Eps 3 Satria Gunung Kidul - Kho Ping Hoo
Baca online Satria Gunung Kidul - Kho Ping Hoo
Cersil Satria Gunung Kidul - Kho Ping Hoo.
Hatinya girang sekali dan diam-diam ia mengucap sukur kepada Dewata Yang Maha Agung.
"Ayah, bagaimana dengan soal ini? Kita harus membelenggunya untuk membalas perlakuannya terhadapmu tadi!"
Kata Saraswati kepada ayahnya.
"Kita tidak berdosa akan tetapi telah mendapat banyak hinaan dan gangguan dari Saritama, maka apakah kita takkan membalas?"
Tumenggung Wiradigda tersenyum.
"Kau mau membelenggunya? Belenggulah, Saraswati!"
Saritama juga tersenyum.
Hati pemuda ini sekarang merasa girang luar biasa mendapatkan keterangan dari Panembahan Sidik Panunggal bahwa Wiradigda benar-benar tidak berdosa!
Ia memandang kepada Saraswati dengan wajah berseri.
"Betul kata Rama Tumenggung Wati. Belenggulah aku!"
Kedua mata dara itu terbelalak heran dan kemarahan menjalar di mukanya.
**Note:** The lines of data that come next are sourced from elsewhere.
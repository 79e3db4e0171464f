//! Error types for transfer backends.
//!
//! [`TransferError`] covers a single attempt. Every variant is recoverable by
//! the retry loop; [`SelectionError`] is the startup failure raised when no
//! backend passes its capability probe.

use std::path::PathBuf;

use thiserror::Error;

use super::BackendKind;
use crate::ErrorKind;

/// Errors that can occur during one transfer attempt.
#[derive(Debug, Error)]
pub enum TransferError {
    /// Network-level error (DNS resolution, connection refused, TLS errors, etc.)
    #[error("network error downloading {url}: {source}")]
    Network {
        /// The URL that failed to download.
        url: String,
        /// The underlying network error.
        #[source]
        source: reqwest::Error,
    },

    /// The attempt exceeded its time limit.
    #[error("timeout downloading {url}")]
    Timeout {
        /// The URL that timed out.
        url: String,
    },

    /// HTTP error response (4xx client errors, 5xx server errors).
    #[error("HTTP {status} downloading {url}")]
    HttpStatus {
        /// The URL that returned an error status.
        url: String,
        /// The HTTP status code.
        status: u16,
    },

    /// File system error during download (create file, write, etc.)
    #[error("IO error writing to {path}: {source}")]
    Io {
        /// The file path where the error occurred.
        path: PathBuf,
        /// The underlying IO error.
        #[source]
        source: std::io::Error,
    },

    /// The external tool exited unsuccessfully.
    #[error("{tool} exited with {}: {stderr}", exit_label(.code))]
    ToolFailed {
        /// Backend that ran the tool.
        tool: BackendKind,
        /// Exit code, `None` when killed by a signal.
        code: Option<i32>,
        /// Last lines of the tool's stderr.
        stderr: String,
    },

    /// The external tool could not be spawned.
    #[error("cannot run {program}: {source}")]
    ToolUnavailable {
        /// Program name or path.
        program: String,
        /// Spawn error.
        #[source]
        source: std::io::Error,
    },

    /// The file on disk failed size verification.
    #[error("integrity check failed for {path}: {reason}")]
    Integrity {
        /// Verified path.
        path: PathBuf,
        /// Human-readable reason.
        reason: String,
    },
}

impl TransferError {
    /// Creates a network error from a reqwest error, promoting timeouts.
    pub fn network(url: impl Into<String>, source: reqwest::Error) -> Self {
        if source.is_timeout() {
            return Self::timeout(url);
        }
        Self::Network {
            url: url.into(),
            source,
        }
    }

    /// Creates an HTTP status error.
    pub fn http_status(url: impl Into<String>, status: u16) -> Self {
        Self::HttpStatus {
            url: url.into(),
            status,
        }
    }

    /// Creates a timeout error.
    pub fn timeout(url: impl Into<String>) -> Self {
        Self::Timeout { url: url.into() }
    }

    /// Creates an IO error.
    pub fn io(path: impl Into<PathBuf>, source: std::io::Error) -> Self {
        Self::Io {
            path: path.into(),
            source,
        }
    }

    /// Creates an integrity error.
    pub fn integrity(path: impl Into<PathBuf>, reason: impl Into<String>) -> Self {
        Self::Integrity {
            path: path.into(),
            reason: reason.into(),
        }
    }

    /// Returns the failure class of this error.
    #[must_use]
    pub fn kind(&self) -> ErrorKind {
        match self {
            Self::Integrity { .. } => ErrorKind::IntegrityError,
            _ => ErrorKind::TransferError,
        }
    }
}

/// Startup failure of backend selection.
#[derive(Debug, Error)]
pub enum SelectionError {
    /// Every candidate failed its capability probe.
    #[error("no transfer backend available (tried: {})", format_tried(.tried))]
    NoTransportAvailable {
        /// Backends probed, in order.
        tried: Vec<BackendKind>,
    },
}

impl SelectionError {
    /// Returns the failure class of this error.
    #[must_use]
    pub fn kind(&self) -> ErrorKind {
        ErrorKind::NoTransportAvailable
    }
}

fn exit_label(code: &Option<i32>) -> String {
    code.map_or_else(|| "signal".to_string(), |c| format!("status {c}"))
}

fn format_tried(tried: &[BackendKind]) -> String {
    if tried.is_empty() {
        return "none".to_string();
    }
    tried
        .iter()
        .map(ToString::to_string)
        .collect::<Vec<_>>()
        .join(", ")
}
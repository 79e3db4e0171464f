//! CLI output formatting and display helpers.

use fetcher_core::catalog::CatalogSummary;
use fetcher_core::{BackendKind, RunStatistics, TaskPlan};

/// Formats megabytes, switching to GB at 1024 MB.
pub(crate) fn format_size_mb(mb: f64) -> String {
    if mb >= 1024.0 {
        format!("{:.2} GB", mb / 1024.0)
    } else {
        format!("{mb:.1} MB")
    }
}

/// Formats a duration as `1h 02m 03s`, `2m 03s` or `3s`.
pub(crate) fn format_elapsed(elapsed: chrono::Duration) -> String {
    let secs = elapsed.num_seconds().max(0);
    let (h, m, s) = (secs / 3600, (secs % 3600) / 60, secs % 60);
    if h > 0 {
        format!("{h}h {m:02}m {s:02}s")
    } else if m > 0 {
        format!("{m}m {s:02}s")
    } else {
        format!("{s}s")
    }
}

/// Lines of the end-of-run summary.
pub(crate) fn build_run_summary_lines(stats: &RunStatistics, backend: BackendKind) -> Vec<String> {
    let mut lines = vec![
        "Transfer summary".to_string(),
        format!("  Backend:     {backend}"),
        format!("  Total:       {}", stats.total()),
        format!("  Completed:   {}", stats.completed()),
        format!("  Skipped:     {}", stats.skipped()),
        format!("  Failed:      {}", stats.failed()),
    ];
    if stats.interrupted() > 0 || stats.was_interrupted() {
        lines.push(format!("  Interrupted: {}", stats.interrupted()));
    }
    if stats.not_started() > 0 {
        lines.push(format!("  Not started: {}", stats.not_started()));
    }
    if stats.retried() > 0 {
        lines.push(format!("  Retries:     {}", stats.retried()));
    }
    lines.push(format!("  Elapsed:     {}", format_elapsed(stats.elapsed())));
    lines.push(match stats.success_rate() {
        Some(rate) => format!("  Success:     {rate:.1}%"),
        None => "  Success:     n/a (nothing to transfer)".to_string(),
    });

    let failures = stats.failures();
    if !failures.is_empty() {
        lines.push("Failed files:".to_string());
        for (filename, error) in failures {
            lines.push(format!("  {filename}: {error}"));
        }
    }
    lines
}

/// Prints the end-of-run summary to stdout.
pub(crate) fn print_run_summary(stats: &RunStatistics, backend: BackendKind) {
    for line in build_run_summary_lines(stats, backend) {
        println!("{line}");
    }
}

/// Lines of the static catalog overview.
pub(crate) fn build_catalog_summary_lines(summary: &CatalogSummary) -> Vec<String> {
    let mut lines = vec!["Catalog summary".to_string()];
    for group in &summary.groups {
        lines.push(format!(
            "  [{}] {}: {} files, {}",
            group.priority,
            group.name,
            group.file_count,
            format_size_mb(group.estimated_mb)
        ));
    }
    lines.push(format!(
        "  Total: {} files, {}",
        summary.total_files,
        format_size_mb(summary.total_mb)
    ));
    lines.push(format!(
        "  Already completed: {} ({:.1}%)",
        summary.completed_count,
        summary.completion_rate()
    ));
    lines
}

/// Prints the static catalog overview to stdout.
pub(crate) fn print_catalog_summary(summary: &CatalogSummary) {
    for line in build_catalog_summary_lines(summary) {
        println!("{line}");
    }
}

/// Lines listing pending tasks in dispatch order.
pub(crate) fn build_plan_lines(plan: &TaskPlan) -> Vec<String> {
    let mut lines = vec![format!(
        "{} pending, {} skipped",
        plan.tasks.len(),
        plan.skipped.len()
    )];
    for (index, task) in plan.tasks.iter().enumerate() {
        let size = task
            .size_estimate_mb
            .map_or_else(|| "size unknown".to_string(), format_size_mb);
        lines.push(format!(
            "  {:>3}. [p{}] {} <- {}:{} ({size})",
            index + 1,
            task.priority,
            task.local_filename,
            task.repository,
            task.remote_path
        ));
    }
    lines
}

/// Prints the pending task list to stdout.
pub(crate) fn print_plan(plan: &TaskPlan) {
    for line in build_plan_lines(plan) {
        println!("{line}");
    }
}

#[cfg(test)]
#[allow(clippy::unwrap_used)]
mod tests {
    use super::*;
    use fetcher_core::TaskCatalog;

    #[test]
    fn test_format_size_switches_to_gb() {
        assert_eq!(format_size_mb(512.0), "512.0 MB");
        assert_eq!(format_size_mb(2048.0), "2.00 GB");
    }

    #[test]
    fn test_format_elapsed_units() {
        assert_eq!(format_elapsed(chrono::Duration::seconds(7)), "7s");
        assert_eq!(format_elapsed(chrono::Duration::seconds(125)), "2m 05s");
        assert_eq!(format_elapsed(chrono::Duration::seconds(3723)), "1h 02m 03s");
    }

    #[test]
    fn test_run_summary_for_empty_run() {
        let lines = build_run_summary_lines(&RunStatistics::new(), BackendKind::Api);
        assert!(lines.iter().any(|l| l.contains("Backend:     api")));
        assert!(lines.iter().any(|l| l.contains("n/a")));
        assert!(!lines.iter().any(|l| l.starts_with("Failed files")));
        assert!(!lines.iter().any(|l| l.contains("Not started")));
    }

    #[test]
    fn test_plan_lines_follow_dispatch_order() {
        let catalog = TaskCatalog::from_json_str(
            r#"{"repository": "org/d", "download_tasks": [
                {"name": "b", "priority": 2, "files": [{"path": "x/late.bin"}]},
                {"name": "a", "priority": 1, "files": [{"path": "x/early.bin", "size_estimate_mb": 3}]}
            ]}"#,
        )
        .unwrap();
        let lines = build_plan_lines(&catalog.plan(|_| false));
        assert_eq!(lines[0], "2 pending, 0 skipped");
        assert!(lines[1].contains("early.bin"));
        assert!(lines[1].contains("3.0 MB"));
        assert!(lines[2].contains("late.bin"));
    }

    #[test]
    fn test_catalog_summary_lines() {
        let catalog = TaskCatalog::new(fetcher_core::Catalog::template()).unwrap();
        let lines = build_catalog_summary_lines(&catalog.summary());
        assert!(lines[1].contains("metadata"));
        assert!(lines.iter().any(|l| l.starts_with("  Total: 5 files")));
    }
}
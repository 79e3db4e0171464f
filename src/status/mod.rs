//! Durable per-file transfer state.
//!
//! The [`StatusStore`] maps each local filename to its latest
//! [`TransferRecord`] and rewrites the whole mapping to disk on every
//! [`StatusStore::put`]. A missing file is an empty mapping; a corrupt one is
//! a [`StatusError`].
//!
//! Writers are serialized through an async gate held across the file write, so
//! the on-disk file always reflects the most recent completed `put`. Reads go
//! through a short synchronous lock and never wait on IO.

mod error;

pub use error::StatusError;

use std::collections::{BTreeMap, HashSet};
use std::path::{Path, PathBuf};
use std::sync::{Mutex, PoisonError};

use chrono::{DateTime, Utc};
use serde::{Deserialize, Serialize};
use tracing::{debug, info, instrument, warn};

use crate::transfer::BackendKind;

/// File name of the status mapping inside the download directory.
pub const STATUS_FILE_NAME: &str = "download_status.json";

/// Persisted state of one file. Absence of a record means pending.
#[derive(Debug, Clone, PartialEq, Serialize, Deserialize)]
#[serde(tag = "status", rename_all = "snake_case")]
pub enum TransferRecord {
    /// An attempt is (or was, if the process died) in progress.
    Downloading {
        /// 1-based attempt number.
        attempt: u32,
        /// When the attempt started.
        started_at: DateTime<Utc>,
        /// Backend running the attempt.
        backend: BackendKind,
    },
    /// Transferred and verified.
    Completed {
        /// When verification succeeded.
        completed_at: DateTime<Utc>,
        /// Attempts used, including the successful one.
        attempts: u32,
        /// Backend that produced the file.
        backend: BackendKind,
        /// Size on disk at completion.
        #[serde(default, skip_serializing_if = "Option::is_none")]
        size_bytes: Option<u64>,
    },
    /// Every attempt failed.
    Failed {
        /// When the last attempt failed.
        failed_at: DateTime<Utc>,
        /// Attempts made.
        attempts: u32,
        /// Message of the last failure.
        last_error: String,
        /// Backend used.
        backend: BackendKind,
    },
}

impl TransferRecord {
    /// Returns true for [`TransferRecord::Completed`].
    #[must_use]
    pub fn is_completed(&self) -> bool {
        matches!(self, Self::Completed { .. })
    }

    /// Lowercase state label.
    #[must_use]
    pub fn label(&self) -> &'static str {
        match self {
            Self::Downloading { .. } => "downloading",
            Self::Completed { .. } => "completed",
            Self::Failed { .. } => "failed",
        }
    }
}

/// Shared, write-through store of [`TransferRecord`]s.
#[derive(Debug)]
pub struct StatusStore {
    path: PathBuf,
    records: Mutex<BTreeMap<String, TransferRecord>>,
    completed_externally: HashSet<String>,
    write_gate: tokio::sync::Mutex<()>,
}

impl StatusStore {
    /// Reads the persisted mapping at `path`.
    ///
    /// # Errors
    ///
    /// Returns [`StatusError::Read`] or [`StatusError::Corrupt`] when the file
    /// exists but cannot be used. A missing file yields an empty mapping.
    pub fn load(path: &Path) -> Result<BTreeMap<String, TransferRecord>, StatusError> {
        let text = match std::fs::read_to_string(path) {
            Ok(text) => text,
            Err(e) if e.kind() == std::io::ErrorKind::NotFound => return Ok(BTreeMap::new()),
            Err(source) => {
                return Err(StatusError::Read {
                    path: path.to_path_buf(),
                    source,
                });
            }
        };
        if text.trim().is_empty() {
            return Ok(BTreeMap::new());
        }
        serde_json::from_str(&text).map_err(|source| StatusError::Corrupt {
            path: path.to_path_buf(),
            source,
        })
    }

    /// Opens the store at `path`, merging `completed_externally` into
    /// [`StatusStore::is_completed`].
    ///
    /// # Errors
    ///
    /// Returns the errors of [`StatusStore::load`].
    #[instrument(level = "debug", skip(completed_externally), fields(path = %path.display()))]
    pub fn open(path: &Path, completed_externally: HashSet<String>) -> Result<Self, StatusError> {
        let records = Self::load(path)?;

        let stale = records
            .values()
            .filter(|r| matches!(r, TransferRecord::Downloading { .. }))
            .count();
        if stale > 0 {
            warn!(
                stale,
                "status file has interrupted downloads; they will be retried"
            );
        }
        info!(
            records = records.len(),
            external_completed = completed_externally.len(),
            "status store opened"
        );

        Ok(Self {
            path: path.to_path_buf(),
            records: Mutex::new(records),
            completed_externally,
            write_gate: tokio::sync::Mutex::new(()),
        })
    }

    /// Opens `download_dir/download_status.json`.
    ///
    /// # Errors
    ///
    /// Returns the errors of [`StatusStore::load`].
    pub fn open_in(
        download_dir: &Path,
        completed_externally: HashSet<String>,
    ) -> Result<Self, StatusError> {
        Self::open(&download_dir.join(STATUS_FILE_NAME), completed_externally)
    }

    /// Path of the status file.
    #[must_use]
    pub fn path(&self) -> &Path {
        &self.path
    }

    /// Current record for `filename`.
    #[must_use]
    pub fn get(&self, filename: &str) -> Option<TransferRecord> {
        self.lock_records().get(filename).cloned()
    }

    /// True when `filename` is completed here or in the external set.
    #[must_use]
    pub fn is_completed(&self, filename: &str) -> bool {
        self.completed_externally.contains(filename)
            || self
                .lock_records()
                .get(filename)
                .is_some_and(TransferRecord::is_completed)
    }

    /// Copy of the whole mapping.
    #[must_use]
    pub fn snapshot(&self) -> BTreeMap<String, TransferRecord> {
        self.lock_records().clone()
    }

    /// Filenames with a `Failed` record and their last error.
    #[must_use]
    pub fn failed_records(&self) -> Vec<(String, String)> {
        self.lock_records()
            .iter()
            .filter_map(|(name, record)| match record {
                TransferRecord::Failed { last_error, .. } => {
                    Some((name.clone(), last_error.clone()))
                }
                _ => None,
            })
            .collect()
    }

    /// Replaces the record for `filename` and rewrites the status file.
    ///
    /// The in-memory update is visible to [`StatusStore::get`] immediately;
    /// the call returns once the file has been replaced on disk.
    ///
    /// # Errors
    ///
    /// Returns [`StatusError`] if serialization or the file write fails.
    pub async fn put(&self, filename: &str, record: TransferRecord) -> Result<(), StatusError> {
        let _gate = self.write_gate.lock().await;

        let payload = {
            let mut records = self.lock_records();
            debug!(filename, status = record.label(), "status update");
            records.insert(filename.to_string(), record);
            serde_json::to_vec_pretty(&*records).map_err(StatusError::Serialize)?
        };

        self.persist(&payload).await
    }

    async fn persist(&self, payload: &[u8]) -> Result<(), StatusError> {
        if let Some(parent) = self.path.parent().filter(|p| !p.as_os_str().is_empty()) {
            tokio::fs::create_dir_all(parent)
                .await
                .map_err(|source| StatusError::Write {
                    path: parent.to_path_buf(),
                    source,
                })?;
        }

        let tmp = self.path.with_extension("json.tmp");
        tokio::fs::write(&tmp, payload)
            .await
            .map_err(|source| StatusError::Write {
                path: tmp.clone(),
                source,
            })?;
        tokio::fs::rename(&tmp, &self.path)
            .await
            .map_err(|source| StatusError::Write {
                path: self.path.clone(),
                source,
            })
    }

    fn lock_records(&self) -> std::sync::MutexGuard<'_, BTreeMap<String, TransferRecord>> {
        self.records.lock().unwrap_or_else(PoisonError::into_inner)
    }
}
"Kau... kau kurang ajar...!"
Katanya gemas sekali.
"Mengapa kau berani mati menyebut Rama (ayah) kepada ayahku?"
"Ayahmu telah menerimaku sebagai mantunya, mengapa aku tidak boleh menyebutnya rama?"
Jawab Saritama yang tetap tersenyum.
"Ayah...?"
Hanya demikian Saraswati dapat bertanya sambil memandang wajah ayahnya. Tumenggung Wiradigda mengangguk-anggukkan kepala.
"Memang benar! Aku telah menggunakan kau sebagai hadiah sayembara ketika kau terculik dan yang memenangkan sayembara itu adalah Saritama!"
"Kau... kau...!"
Saraswati menoleh kepada Saritama dan hendak memaki lagi, akan tetapi ketika pandang matanya bertemu dengan pandang mata Saritama, maka menjalarlah warna merah pada wajahnya sampai ke telinga.
"Saraswati, mari sini, ikatlah tanganku! Belenggulah aku, aku menyerah menjadi tawananmu,"
Saritama menggoda.
"Kau... kau kurang ajar!"
Saraswati lalu cemberut dan berjalan cepat menyusul ayahnya yang telah mendahului mereka pergi menuju ke Tangen.
Saritama mengejar dan di sepanjang jalan tidak hentinya Saritama menggoda Saraswati hingga gadis ini menjadi malu dan...
girang.
Setelah berjalan jauh dan merasa lelah dan sakit telapak kakinya menginjak-injak batu dan kerikil tajam, kembali Saritama menggunakan kekuatan lengannya memondong tubuh gadis kekasihnya itu.
Dan kini Saraswati tidak meronta-ronta seperti dulu lagi!